Data under study below:

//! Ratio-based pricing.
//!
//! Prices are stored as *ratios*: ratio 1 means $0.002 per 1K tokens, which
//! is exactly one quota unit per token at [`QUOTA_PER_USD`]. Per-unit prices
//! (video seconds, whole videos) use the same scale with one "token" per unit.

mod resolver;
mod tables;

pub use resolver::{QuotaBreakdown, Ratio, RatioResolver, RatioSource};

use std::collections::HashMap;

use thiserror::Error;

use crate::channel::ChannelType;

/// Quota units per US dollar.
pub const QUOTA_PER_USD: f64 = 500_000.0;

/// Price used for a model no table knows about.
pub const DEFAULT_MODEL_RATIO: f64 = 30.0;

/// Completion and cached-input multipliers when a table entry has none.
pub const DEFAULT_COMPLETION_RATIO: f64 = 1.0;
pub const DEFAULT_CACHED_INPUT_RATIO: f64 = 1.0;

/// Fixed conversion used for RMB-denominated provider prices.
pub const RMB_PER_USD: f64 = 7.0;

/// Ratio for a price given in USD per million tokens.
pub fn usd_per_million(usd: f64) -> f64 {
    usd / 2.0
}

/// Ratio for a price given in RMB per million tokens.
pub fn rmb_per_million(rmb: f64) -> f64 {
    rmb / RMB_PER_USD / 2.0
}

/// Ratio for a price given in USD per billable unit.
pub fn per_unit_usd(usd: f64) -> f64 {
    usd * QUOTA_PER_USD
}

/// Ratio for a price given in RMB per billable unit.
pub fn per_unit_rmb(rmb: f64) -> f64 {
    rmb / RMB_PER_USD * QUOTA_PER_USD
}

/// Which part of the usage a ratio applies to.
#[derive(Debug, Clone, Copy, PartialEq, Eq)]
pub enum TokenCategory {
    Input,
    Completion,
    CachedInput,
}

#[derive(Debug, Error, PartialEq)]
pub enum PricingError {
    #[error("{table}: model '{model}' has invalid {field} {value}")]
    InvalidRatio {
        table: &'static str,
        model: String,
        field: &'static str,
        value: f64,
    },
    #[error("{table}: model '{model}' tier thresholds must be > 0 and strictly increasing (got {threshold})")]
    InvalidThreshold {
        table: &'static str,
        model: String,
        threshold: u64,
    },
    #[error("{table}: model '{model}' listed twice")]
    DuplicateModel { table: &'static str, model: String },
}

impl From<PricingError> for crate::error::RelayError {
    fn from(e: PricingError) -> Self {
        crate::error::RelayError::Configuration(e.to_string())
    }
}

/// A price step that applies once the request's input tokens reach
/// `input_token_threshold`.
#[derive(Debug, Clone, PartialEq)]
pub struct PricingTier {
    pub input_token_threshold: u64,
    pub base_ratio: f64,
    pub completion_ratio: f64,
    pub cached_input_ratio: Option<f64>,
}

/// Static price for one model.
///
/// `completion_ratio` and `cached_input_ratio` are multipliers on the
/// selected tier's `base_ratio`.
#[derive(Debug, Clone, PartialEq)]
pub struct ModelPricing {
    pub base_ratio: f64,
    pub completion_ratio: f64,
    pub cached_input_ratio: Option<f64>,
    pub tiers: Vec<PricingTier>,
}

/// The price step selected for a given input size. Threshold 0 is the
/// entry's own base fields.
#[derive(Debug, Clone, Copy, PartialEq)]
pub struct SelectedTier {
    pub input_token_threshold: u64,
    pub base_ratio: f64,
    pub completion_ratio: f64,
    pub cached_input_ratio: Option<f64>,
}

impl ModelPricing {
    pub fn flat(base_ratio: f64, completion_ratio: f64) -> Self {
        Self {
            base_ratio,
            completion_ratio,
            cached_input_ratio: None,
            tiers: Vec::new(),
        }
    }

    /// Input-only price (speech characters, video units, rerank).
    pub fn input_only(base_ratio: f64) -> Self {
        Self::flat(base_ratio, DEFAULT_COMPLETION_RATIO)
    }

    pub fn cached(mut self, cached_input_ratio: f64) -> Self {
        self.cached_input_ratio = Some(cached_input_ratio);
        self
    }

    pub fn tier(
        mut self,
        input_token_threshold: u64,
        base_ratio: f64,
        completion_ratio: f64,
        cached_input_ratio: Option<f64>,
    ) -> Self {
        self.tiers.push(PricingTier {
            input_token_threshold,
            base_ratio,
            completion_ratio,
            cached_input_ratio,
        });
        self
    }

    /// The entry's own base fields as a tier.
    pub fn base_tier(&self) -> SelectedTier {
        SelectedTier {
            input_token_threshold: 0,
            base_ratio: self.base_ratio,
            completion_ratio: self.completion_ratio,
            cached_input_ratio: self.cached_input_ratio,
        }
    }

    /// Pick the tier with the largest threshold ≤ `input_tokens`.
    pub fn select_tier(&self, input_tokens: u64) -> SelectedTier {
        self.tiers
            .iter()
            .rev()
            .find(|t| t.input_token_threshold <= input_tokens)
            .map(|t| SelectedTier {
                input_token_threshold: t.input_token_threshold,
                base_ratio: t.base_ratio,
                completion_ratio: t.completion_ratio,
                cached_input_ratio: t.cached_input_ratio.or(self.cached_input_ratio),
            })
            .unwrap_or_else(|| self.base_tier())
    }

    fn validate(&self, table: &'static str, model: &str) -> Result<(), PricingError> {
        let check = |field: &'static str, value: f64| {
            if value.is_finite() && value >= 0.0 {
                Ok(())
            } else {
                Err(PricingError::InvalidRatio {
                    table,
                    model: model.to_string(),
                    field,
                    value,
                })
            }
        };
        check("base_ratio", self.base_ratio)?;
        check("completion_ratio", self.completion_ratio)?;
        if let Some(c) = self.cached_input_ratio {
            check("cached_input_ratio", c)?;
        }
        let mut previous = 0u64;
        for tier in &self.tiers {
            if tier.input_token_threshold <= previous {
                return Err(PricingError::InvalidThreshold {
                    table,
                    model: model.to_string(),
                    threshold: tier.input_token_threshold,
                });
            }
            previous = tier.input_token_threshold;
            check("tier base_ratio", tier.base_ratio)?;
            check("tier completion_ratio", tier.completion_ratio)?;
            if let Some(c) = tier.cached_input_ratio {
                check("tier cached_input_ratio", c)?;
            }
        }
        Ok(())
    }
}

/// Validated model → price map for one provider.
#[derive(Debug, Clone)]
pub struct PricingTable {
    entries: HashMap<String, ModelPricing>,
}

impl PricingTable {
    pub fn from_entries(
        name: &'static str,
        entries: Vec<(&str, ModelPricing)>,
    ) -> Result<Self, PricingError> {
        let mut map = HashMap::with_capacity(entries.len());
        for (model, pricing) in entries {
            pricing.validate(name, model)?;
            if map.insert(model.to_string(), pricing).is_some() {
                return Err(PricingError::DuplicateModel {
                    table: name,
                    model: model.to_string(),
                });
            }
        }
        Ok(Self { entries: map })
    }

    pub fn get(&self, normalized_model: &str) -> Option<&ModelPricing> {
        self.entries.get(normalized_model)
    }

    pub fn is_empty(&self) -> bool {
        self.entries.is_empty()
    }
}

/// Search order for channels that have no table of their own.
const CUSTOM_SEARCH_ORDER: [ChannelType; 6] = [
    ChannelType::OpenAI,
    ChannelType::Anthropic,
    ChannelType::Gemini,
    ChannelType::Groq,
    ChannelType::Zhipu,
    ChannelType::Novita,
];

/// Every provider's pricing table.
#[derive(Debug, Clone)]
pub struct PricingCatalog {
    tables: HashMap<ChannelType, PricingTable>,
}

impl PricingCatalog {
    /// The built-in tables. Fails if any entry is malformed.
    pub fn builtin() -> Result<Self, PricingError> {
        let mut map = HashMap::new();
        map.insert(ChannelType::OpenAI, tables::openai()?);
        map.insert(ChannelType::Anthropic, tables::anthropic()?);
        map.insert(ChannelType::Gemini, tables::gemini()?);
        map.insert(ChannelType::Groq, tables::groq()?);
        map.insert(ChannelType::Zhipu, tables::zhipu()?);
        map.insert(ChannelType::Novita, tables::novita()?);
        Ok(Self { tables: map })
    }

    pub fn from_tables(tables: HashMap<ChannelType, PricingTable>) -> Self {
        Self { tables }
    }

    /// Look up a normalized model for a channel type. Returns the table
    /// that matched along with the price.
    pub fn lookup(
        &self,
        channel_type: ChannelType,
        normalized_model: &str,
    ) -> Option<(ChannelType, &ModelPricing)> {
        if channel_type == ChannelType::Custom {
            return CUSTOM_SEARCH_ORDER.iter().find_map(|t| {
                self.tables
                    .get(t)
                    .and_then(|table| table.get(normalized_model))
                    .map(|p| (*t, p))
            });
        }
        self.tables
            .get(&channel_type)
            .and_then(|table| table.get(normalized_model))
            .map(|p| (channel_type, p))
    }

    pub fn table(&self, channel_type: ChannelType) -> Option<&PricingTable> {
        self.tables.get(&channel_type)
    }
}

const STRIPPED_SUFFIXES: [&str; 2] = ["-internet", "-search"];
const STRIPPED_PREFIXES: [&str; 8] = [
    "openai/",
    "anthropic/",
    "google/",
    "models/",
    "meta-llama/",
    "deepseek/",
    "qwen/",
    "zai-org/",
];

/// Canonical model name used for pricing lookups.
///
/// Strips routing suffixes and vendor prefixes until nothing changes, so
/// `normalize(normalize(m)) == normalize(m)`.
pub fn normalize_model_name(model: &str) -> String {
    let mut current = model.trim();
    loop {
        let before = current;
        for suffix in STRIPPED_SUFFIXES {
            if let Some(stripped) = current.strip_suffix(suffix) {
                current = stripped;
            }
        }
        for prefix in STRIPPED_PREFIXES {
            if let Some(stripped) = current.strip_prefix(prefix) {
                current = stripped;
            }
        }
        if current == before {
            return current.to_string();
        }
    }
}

End of Data under study.

**Exercise instructions:** Exactly and only the lines from the one containing "for prefix in" to the end of the entries above are to be written out.

**Answer section:**
        for prefix in STRIPPED_PREFIXES {
            if let Some(stripped) = current.strip_prefix(prefix) {
                current = stripped;
            }
        }
        if current == before {
            return current.to_string();
        }
    }
}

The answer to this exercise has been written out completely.